Although allspice doesn’t have many significant pests, mealybugs, whiteflies, and aphids sometimes feed on the sap of leaves and plant matter. Mealybugs look like tiny cotton balls. Aphids have pear-shaped bodies, and whiteflies are tiny gnat-sized moths. Treat aphids and whiteflies with a strong stream of water from a hose. Ladybugs and lacewings will eat them too. All three of these pests can be treated with neem oil spray. Do not use the spray in the flowering phase, as this deters beneficial pollinators.
Rust is a fungal disease that shows itself the bottom leaves of allspice. The first sign of the disease is white lesions. They take on a green tinge and then blacken leaves, causing defoliation. Prevent rust by providing proper drainage, and spread mulch around the base of your pimenta. There is no treatment for already-infected foliage, so remove any foliage with signs of rust. Spray the remainder of the tree with a copper-based fungicide to prevent further spread.
Powdery mildew is a fungal disease that congregates on the leaves of plants in cool, wet weather. Remove affected leaves as they appear. If the leaves fall, this is a sign the disease has progressed significantly. Prevent powdery mildew with copper fungicide sprays or neem oil.

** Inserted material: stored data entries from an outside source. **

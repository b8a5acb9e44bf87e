//! Error and warning types for the jobplay core.
//!
//! Hard failures (`AgentError`, `SessionError`) stop a conversion session.
//! Content-quality problems are `Warning`s: they are recorded on the attempt
//! and recovered by the feedback loop.

use serde::{Deserialize, Serialize};

/// Failure of a single role invocation.
#[derive(Debug, thiserror::Error)]
pub enum AgentError {
    /// A placeholder the role recognizes is used by the template but no value was given.
    #[error("Template render error in role '{role}': no value for placeholder '{{{placeholder}}}'")]
    TemplateRender { role: String, placeholder: String },

    /// The gateway call itself failed (network, HTTP status, auth, rate limit).
    #[error("Gateway transport error ({gateway}): {message}")]
    GatewayTransport { gateway: String, message: String },

    /// The gateway answered but the expected content field is missing or empty.
    #[error("Malformed response from {gateway}: {message}")]
    MalformedResponse { gateway: String, message: String },
}

impl AgentError {
    pub fn transport(gateway: &str, message: impl Into<String>) -> Self {
        Self::GatewayTransport {
            gateway: gateway.to_string(),
            message: message.into(),
        }
    }

    pub fn malformed(gateway: &str, message: impl Into<String>) -> Self {
        Self::MalformedResponse {
            gateway: gateway.to_string(),
            message: message.into(),
        }
    }
}

/// Failure that halts a feedback-loop session.
#[derive(Debug, thiserror::Error)]
pub enum SessionError {
    #[error("Role '{role}' failed on attempt {attempt}: {source}")]
    Agent {
        role: String,
        attempt: u32,
        #[source]
        source: AgentError,
    },

    #[error("Session cancelled before {stage} on attempt {attempt}")]
    Cancelled { stage: String, attempt: u32 },

    #[error("Session task failed: {0}")]
    Join(String),
}

impl SessionError {
    /// Role name and attempt number of an agent failure.
    pub fn failed_role(&self) -> Option<(&str, u32)> {
        match self {
            Self::Agent { role, attempt, .. } => Some((role.as_str(), *attempt)),
            _ => None,
        }
    }
}

/// Soft, non-fatal conditions observed during a session.
#[derive(Debug, Clone, PartialEq, Eq, Serialize, Deserialize)]
#[serde(tag = "kind", rename_all = "snake_case")]
pub enum Warning {
    /// Model output did not parse as JSON or YAML.
    UnstructuredOutput { stage: String, message: String },
    /// The reviewer said "valid" but still listed improvements.
    ValidWithImprovements { count: usize },
    /// The linter collaborator could not run.
    LintUnavailable { linter: String, message: String },
}

impl std::fmt::Display for Warning {
    fn fmt(&self, f: &mut std::fmt::Formatter<'_>) -> std::fmt::Result {
        match self {
            Warning::UnstructuredOutput { stage, message } => {
                write!(f, "unstructured {} output: {}", stage, message)
            }
            Warning::ValidWithImprovements { count } => {
                write!(f, "verdict is valid but lists {} improvement(s)", count)
            }
            Warning::LintUnavailable { linter, message } => {
                write!(f, "linter '{}' unavailable: {}", linter, message)
            }
        }
    }
}

/// Failure parsing model output into a typed value.
#[derive(Debug, Clone, PartialEq, Eq, thiserror::Error)]
pub enum OutputError {
    #[error("Output is empty")]
    Empty,

    #[error("Output is neither JSON nor YAML: {0}")]
    Unparseable(String),

    #[error("Output parsed but is not a playbook: {0}")]
    NotAPlaybook(String),
}

/// Configuration loading failures.
#[derive(Debug, thiserror::Error)]
pub enum ConfigError {
    #[error("Failed to read config file '{path}': {source}")]
    Io {
        path: String,
        #[source]
        source: std::io::Error,
    },

    #[error("Failed to parse config: {0}")]
    Parse(String),

    #[error("Unknown turn delimiter preset '{0}'")]
    UnknownDelimiters(String),

    #[error("Gateway '{0}' requires an API key")]
    MissingApiKey(String),

    #[error("Role error: {0}")]
    Role(String),
}

/// Linter collaborator failures.
#[derive(Debug, thiserror::Error)]
pub enum LintError {
    #[error("Linter command is empty")]
    EmptyCommand,

    #[error("Failed to run linter '{command}': {source}")]
    Spawn {
        command: String,
        #[source]
        source: std::io::Error,
    },
}

/// Failures of the deterministic job → playbook mapper.
#[derive(Debug, Clone, PartialEq, Eq, thiserror::Error)]
pub enum MappingError {
    #[error("Job '{0}' has no command")]
    MissingCommand(String),

    #[error("Invalid time of day '{0}' (expected HH:MM)")]
    InvalidTime(String),

    #[error("Invalid retry delay '{0}'")]
    InvalidDelay(String),

    #[error("Unsupported schedule: {0}")]
    InvalidSchedule(String),
}
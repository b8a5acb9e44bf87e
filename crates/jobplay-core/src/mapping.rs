//! Deterministic job → playbook mapping.
//!
//! Applies the same rules the conversion prompt describes, without a model:
//!
//! | Job field               | Playbook construct                               |
//! |-------------------------|--------------------------------------------------|
//! | `command`               | `ansible.builtin.shell` task                     |
//! | `schedule`              | `ansible.builtin.cron` task (minute/hour/...)    |
//! | `environment_variables` | `environment` on the shell task                  |
//! | `retry`                 | `register` + `until` + `retries` + `delay` (sec) |
//! | `depends_on`            | `when: <dep>_completed \| default(false)`        |

use serde_json::{json, Map, Value};

use crate::error::MappingError;
use crate::models::{HostPattern, JobDefinition, Play, Playbook, Schedule, Task};

/// Cron fields; `*` means "every".
#[derive(Debug, Clone, PartialEq, Eq)]
pub struct CronFields {
    pub minute: String,
    pub hour: String,
    pub day: String,
    pub month: String,
    pub weekday: String,
}

impl Default for CronFields {
    fn default() -> Self {
        Self {
            minute: "*".to_string(),
            hour: "*".to_string(),
            day: "*".to_string(),
            month: "*".to_string(),
            weekday: "*".to_string(),
        }
    }
}

pub fn playbook_from_job(job: &JobDefinition) -> Result<Playbook, MappingError> {
    let command = job
        .command
        .as_deref()
        .map(str::trim)
        .filter(|c| !c.is_empty())
        .ok_or_else(|| MappingError::MissingCommand(job.job_name.clone()))?;

    let var = variable_name(&job.job_name);
    let mut tasks = vec![shell_task(job, command, &var)?];

    if let Some(schedule) = &job.schedule {
        let fields = cron_fields(schedule)?;
        tasks.push(cron_task(&job.job_name, command, &fields));
    }

    let mut fact = Map::new();
    fact.insert(format!("{}_completed", var), Value::Bool(true));
    tasks.push(
        Task::named(format!("Mark {} as completed", job.job_name))
            .with("ansible.builtin.set_fact", Value::Object(fact)),
    );

    Ok(Playbook {
        plays: vec![Play {
            name: format!("Convert Control-M job {}", job.job_name),
            hosts: Some(HostPattern::One("localhost".to_string())),
            r#become: None,
            vars: Default::default(),
            tasks,
            handlers: Vec::new(),
        }],
    })
}

fn shell_task(job: &JobDefinition, command: &str, var: &str) -> Result<Task, MappingError> {
    let mut task = Task::named(format!("Run {}", job.job_name)).with("ansible.builtin.shell", command);

    let env = job.environment();
    if !env.is_empty() {
        task = task.with("environment", json!(env));
    }

    if let Some(retry) = job.retry.as_ref().filter(|r| r.count > 0) {
        let result_var = format!("{}_result", var);
        task = task
            .with("register", result_var.clone())
            .with("until", format!("{}.rc == 0", result_var))
            .with("retries", retry.count);
        if let Some(delay) = &retry.delay {
            task = task.with("delay", delay.to_seconds()?);
        }
    }

    if !job.depends_on.is_empty() {
        let conditions: Vec<Value> = job
            .depends_on
            .iter()
            .map(|dep| json!(format!("{}_completed | default(false)", variable_name(dep))))
            .collect();
        task = task.with("when", Value::Array(conditions));
    }

    Ok(task)
}

fn cron_task(job_name: &str, command: &str, fields: &CronFields) -> Task {
    let mut args = Map::new();
    args.insert("name".to_string(), json!(job_name));
    args.insert("minute".to_string(), json!(fields.minute));
    args.insert("hour".to_string(), json!(fields.hour));
    for (key, value) in [
        ("day", &fields.day),
        ("month", &fields.month),
        ("weekday", &fields.weekday),
    ] {
        if value != "*" {
            args.insert(key.to_string(), json!(value));
        }
    }
    args.insert("job".to_string(), json!(command));

    Task::named(format!("Schedule {}", job_name)).with("ansible.builtin.cron", Value::Object(args))
}

/// Derive cron fields from a job schedule.
pub fn cron_fields(schedule: &Schedule) -> Result<CronFields, MappingError> {
    if let Some(expr) = schedule.cron.as_deref() {
        return parse_cron_expression(expr);
    }

    let kind = schedule
        .kind
        .as_deref()
        .map(|k| k.trim().to_lowercase())
        .unwrap_or_else(|| {
            if schedule.time.is_some() {
                "daily".to_string()
            } else {
                "cron".to_string()
            }
        });

    let mut fields = CronFields::default();
    match kind.as_str() {
        "daily" => {
            let (minute, hour) = required_time(schedule)?;
            fields.minute = minute;
            fields.hour = hour;
        }
        "hourly" => {
            fields.minute = match schedule.time.as_deref() {
                Some(time) => minute_of(time)?,
                None => "0".to_string(),
            };
        }
        "weekly" => {
            let (minute, hour) = required_time(schedule)?;
            fields.minute = minute;
            fields.hour = hour;
            fields.weekday = schedule
                .day
                .as_deref()
                .map(|d| d.trim().to_lowercase())
                .ok_or_else(|| MappingError::InvalidSchedule("weekly schedule without a day".to_string()))?;
        }
        "monthly" => {
            let (minute, hour) = required_time(schedule)?;
            fields.minute = minute;
            fields.hour = hour;
            fields.day = schedule.day.clone().unwrap_or_else(|| "1".to_string());
        }
        "cron" => {
            // Individual fields exported as separate keys
            for (key, slot) in [
                ("minute", &mut fields.minute),
                ("hour", &mut fields.hour),
                ("day_of_month", &mut fields.day),
                ("month", &mut fields.month),
                ("day_of_week", &mut fields.weekday),
            ] {
                if let Some(value) = schedule.extra.get(key) {
                    *slot = match value {
                        Value::String(s) => s.clone(),
                        other => other.to_string(),
                    };
                }
            }
        }
        other => return Err(MappingError::InvalidSchedule(format!("unknown type '{}'", other))),
    }

    Ok(fields)
}

fn parse_cron_expression(expr: &str) -> Result<CronFields, MappingError> {
    let parts: Vec<&str> = expr.split_whitespace().collect();
    if parts.len() != 5 {
        return Err(MappingError::InvalidSchedule(format!(
            "cron expression '{}' must have five fields",
            expr
        )));
    }
    Ok(CronFields {
        minute: parts[0].to_string(),
        hour: parts[1].to_string(),
        day: parts[2].to_string(),
        month: parts[3].to_string(),
        weekday: parts[4].to_string(),
    })
}

fn required_time(schedule: &Schedule) -> Result<(String, String), MappingError> {
    let time = schedule
        .time
        .as_deref()
        .ok_or_else(|| MappingError::InvalidSchedule("schedule without a time".to_string()))?;
    let (hour, minute) = parse_time(time)?;
    Ok((minute.to_string(), hour.to_string()))
}

fn minute_of(time: &str) -> Result<String, MappingError> {
    if let Ok(minute) = time.trim().parse::<u32>() {
        if minute < 60 {
            return Ok(minute.to_string());
        }
    }
    Ok(parse_time(time)?.1.to_string())
}

/// `"02:00"`, `"2:00"` or `"0200"` → `(2, 0)`.
pub fn parse_time(time: &str) -> Result<(u32, u32), MappingError> {
    let invalid = || MappingError::InvalidTime(time.to_string());
    let trimmed = time.trim();

    let (hour, minute) = match trimmed.split_once(':') {
        Some((h, m)) => (h, m),
        None if trimmed.len() == 4 && trimmed.bytes().all(|b| b.is_ascii_digit()) => {
            trimmed.split_at(2)
        }
        None => return Err(invalid()),
    };

    let hour: u32 = hour.parse().map_err(|_| invalid())?;
    let minute: u32 = minute.parse().map_err(|_| invalid())?;
    if hour > 23 || minute > 59 {
        return Err(invalid());
    }
    Ok((hour, minute))
}

/// Job names like `data-backup.v2` become `data_backup_v2` for use in
/// Ansible variable names.
fn variable_name(job_name: &str) -> String {
    job_name
        .chars()
        .map(|c| if c.is_ascii_alphanumeric() { c } else { '_' })
        .collect()
}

Bacterial crown gall causes large masses to form at the base of pimenta and on the roots too. A gall at the trunk is the first sign. Progressions of the disease can cause wilting and total death. There is no effective treatment for crown gall, so prevention is key to success. Many species of established tree can live with crown gall for quite some time, but you will need to destroy any infected material from that bacterial disease. Do not compost those materials.
Frequently Asked Questions
Q: Are allspice leaves edible?
A: They are! Harvest and use them as needed.
Q: Can I eat allspice berries?
A: Yes, but dry and grind them first.